▶ **WHAT IS EXPECTED**: The records are to be copied in their entirety, exactly as given.

Data records:
//! Terminal output
//!
//! This module handles:
//! - Status lines (info, success, warning, error, debug) through [`Printer`]
//! - A spinner for long-running fetches ([`progress`])
//! - Interactive skill selection and confirmation prompts ([`select`])
//! - Skill list rendering ([`formatter`])
//!
//! Color and verbosity live in a [`Printer`] value that is handed to whatever needs
//! to print; there is no global output state.

pub mod formatter;
pub mod progress;
pub mod select;

use std::env;
use std::fmt::Display;
use std::io::IsTerminal;

use console::Style;

/// Output settings passed down the call chain.
#[derive(Debug, Clone, Copy, PartialEq, Eq)]
pub struct Printer {
    color: bool,
    verbose: bool,
}

impl Printer {
    pub fn new(color: bool, verbose: bool) -> Self {
        Self { color, verbose }
    }

    /// Colors unless `--no-color`, `NO_COLOR`, or stdout is not a terminal.
    pub fn from_flags(no_color: bool, verbose: bool) -> Self {
        let color = !no_color && env::var_os("NO_COLOR").is_none() && std::io::stdout().is_terminal();
        Self::new(color, verbose)
    }

    fn paint(&self, style: Style, text: impl Display) -> String {
        style.force_styling(self.color).apply_to(text).to_string()
    }

    pub fn bold(&self, text: impl Display) -> String {
        self.paint(Style::new().bold(), text)
    }

    pub fn cyan(&self, text: impl Display) -> String {
        self.paint(Style::new().cyan(), text)
    }

    pub fn green(&self, text: impl Display) -> String {
        self.paint(Style::new().green(), text)
    }

    pub fn yellow(&self, text: impl Display) -> String {
        self.paint(Style::new().yellow(), text)
    }

    pub fn red(&self, text: impl Display) -> String {
        self.paint(Style::new().red(), text)
    }

    pub fn info(&self, msg: impl Display) {
        println!("{} {msg}", self.paint(Style::new().blue(), "ℹ"));
    }

    pub fn success(&self, msg: impl Display) {
        println!("{} {msg}", self.green("✓"));
    }

    pub fn warning(&self, msg: impl Display) {
        println!("{} {msg}", self.yellow("⚠"));
    }

    pub fn error(&self, msg: impl Display) {
        eprintln!("{} {msg}", self.red("✗"));
    }

    /// Only shown with `--verbose`
    pub fn debug(&self, msg: impl Display) {
        if self.verbose {
            eprintln!("{} {msg}", self.paint(Style::new().dim(), "·"));
        }
    }
}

▶ **EXPECTED ANSWER**:
//! Terminal output
//!
//! This module handles:
//! - Status lines (info, success, warning, error, debug) through [`Printer`]
//! - A spinner for long-running fetches ([`progress`])
//! - Interactive skill selection and confirmation prompts ([`select`])
//! - Skill list rendering ([`formatter`])
//!
//! Color and verbosity live in a [`Printer`] value that is handed to whatever needs
//! to print; there is no global output state.

pub mod formatter;
pub mod progress;
pub mod select;

use std::env;
use std::fmt::Display;
use std::io::IsTerminal;

use console::Style;

/// Output settings passed down the call chain.
#[derive(Debug, Clone, Copy, PartialEq, Eq)]
pub struct Printer {
    color: bool,
    verbose: bool,
}

impl Printer {
    pub fn new(color: bool, verbose: bool) -> Self {
        Self { color, verbose }
    }

    /// Colors unless `--no-color`, `NO_COLOR`, or stdout is not a terminal.
    pub fn from_flags(no_color: bool, verbose: bool) -> Self {
        let color = !no_color && env::var_os("NO_COLOR").is_none() && std::io::stdout().is_terminal();
        Self::new(color, verbose)
    }

    fn paint(&self, style: Style, text: impl Display) -> String {
        style.force_styling(self.color).apply_to(text).to_string()
    }

    pub fn bold(&self, text: impl Display) -> String {
        self.paint(Style::new().bold(), text)
    }

    pub fn cyan(&self, text: impl Display) -> String {
        self.paint(Style::new().cyan(), text)
    }

    pub fn green(&self, text: impl Display) -> String {
        self.paint(Style::new().green(), text)
    }

    pub fn yellow(&self, text: impl Display) -> String {
        self.paint(Style::new().yellow(), text)
    }

    pub fn red(&self, text: impl Display) -> String {
        self.paint(Style::new().red(), text)
    }

    pub fn info(&self, msg: impl Display) {
        println!("{} {msg}", self.paint(Style::new().blue(), "ℹ"));
    }

    pub fn success(&self, msg: impl Display) {
        println!("{} {msg}", self.green("✓"));
    }

    pub fn warning(&self, msg: impl Display) {
        println!("{} {msg}", self.yellow("⚠"));
    }

    pub fn error(&self, msg: impl Display) {
        eprintln!("{} {msg}", self.red("✗"));
    }

    /// Only shown with `--verbose`
    pub fn debug(&self, msg: impl Display) {
        if self.verbose {
            eprintln!("{} {msg}", self.paint(Style::new().dim(), "·"));
        }
    }
}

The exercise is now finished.